**TASK REQUIREMENTS**
Copy every line of the following data that includes the string "parameters".

EXERCISE DATA section start

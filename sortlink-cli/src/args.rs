//! Command-line arguments.

use std::path::PathBuf;

use clap::Parser;

/// Resolve a sort request and print its ordering clause and sort links.
#[derive(Debug, Parser)]
#[command(name = "sortlink", version, about)]
pub struct Args {
    /// JSON file with the sort declaration and an optional schema.
    #[arg(short, long)]
    pub config: PathBuf,

    /// Sort token, overriding the one in `--query`.
    #[arg(short, long)]
    pub sort: Option<String>,

    /// Request query string, e.g. `page=2&sort=name.desc`.
    #[arg(short, long)]
    pub query: Option<String>,

    /// Attributes to render links for (default: every declared attribute).
    #[arg(short, long = "link")]
    pub links: Vec<String>,

    /// Increase log verbosity (-v debug, -vv trace).
    #[arg(short, long, action = clap::ArgAction::Count)]
    pub verbose: u8,
}
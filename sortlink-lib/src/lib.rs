//! Sort state resolution and ordering clause translation
//!
//! Turns an encoded sort request such as `?sort=created.desc-title` into a
//! validated sort state, translates that state into a backend ordering
//! clause, and generates the links that toggle or extend it. Every requested
//! attribute is checked against an allow-list before it can reach a query.

pub mod error;
pub mod model;
pub mod render;
pub mod routing;
pub mod schema;

mod config;
mod sort;

pub use config::*;
pub use sort::*;
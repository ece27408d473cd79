//! Sort token parsing.

use crate::model::Direction;
use crate::model::DirectionMap;
use crate::model::Params;

use super::Sort;

impl Sort {
    /// Parses an encoded sort token into a direction map.
    ///
    /// Attributes are split on the attribute separator; each one may carry the
    /// descending tag after the first direction separator. Any other trailing
    /// value means ascending. Attributes that do not resolve are dropped
    /// silently since the token comes straight from the request.
    ///
    /// In single-sort mode only the first accepted attribute is kept. In
    /// multi-sort mode a repeated attribute keeps its first position and
    /// takes its last direction.
    pub fn parse(&self, token: Option<&str>) -> DirectionMap {
        let mut directions = DirectionMap::new();
        let Some(token) = token.filter(|t| !t.is_empty()) else {
            return directions;
        };

        for part in token.split(self.config.attribute_separator) {
            if part.is_empty() {
                continue;
            }

            let (key, direction) = match part.split_once(self.config.direction_separator) {
                Some((key, tag)) => (
                    key,
                    Direction::from_descending(tag == self.config.descending_tag),
                ),
                None => (part, Direction::Asc),
            };

            if self.resolve_attribute(key).is_none() {
                log::debug!("Ignoring unsortable attribute '{}'", key);
                continue;
            }

            directions.insert(key, direction);
            if !self.config.multi_sort {
                break;
            }
        }

        log::trace!("Parsed sort token '{}' into {}", token, directions);
        directions
    }

    /// Resolves the sort state of a request from its query parameters.
    ///
    /// The parameters are kept so that sort links can carry them along.
    pub fn resolve(&self, request_params: &Params) -> SortState<'_> {
        let token = request_params.get(&self.config.sort_param).map(String::as_str);
        SortState {
            sort: self,
            directions: self.parse(token),
            request_params: request_params.clone(),
        }
    }

    /// Resolves the sort state from a bare token, without request parameters.
    pub fn resolve_token(&self, token: Option<&str>) -> SortState<'_> {
        SortState {
            sort: self,
            directions: self.parse(token),
            request_params: Params::new(),
        }
    }
}

/// The sort state requested by one request.
///
/// Computed once by [`Sort::resolve`] and never modified; link generation
/// derives fresh direction maps from it.
#[derive(Debug, Clone)]
pub struct SortState<'a> {
    pub(super) sort: &'a Sort,
    pub(super) directions: DirectionMap,
    pub(super) request_params: Params,
}

impl<'a> SortState<'a> {
    /// Returns the sort this state was resolved by.
    pub fn sort(&self) -> &'a Sort {
        self.sort
    }

    /// Returns the requested directions in priority order.
    pub fn directions(&self) -> &DirectionMap {
        &self.directions
    }

    /// Returns the requested direction of an attribute, if it is sorted.
    pub fn direction_of(&self, attribute: &str) -> Option<Direction> {
        self.directions.get(attribute)
    }

    /// Returns the request parameters the state was resolved from.
    pub fn request_params(&self) -> &Params {
        &self.request_params
    }
}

EXERCISE DATA section end

**ANSWER BOX**
    /// Resolves the sort state of a request from its query parameters.
    /// The parameters are kept so that sort links can carry them along.
    /// Resolves the sort state from a bare token, without request parameters.
    /// Returns the request parameters the state was resolved from.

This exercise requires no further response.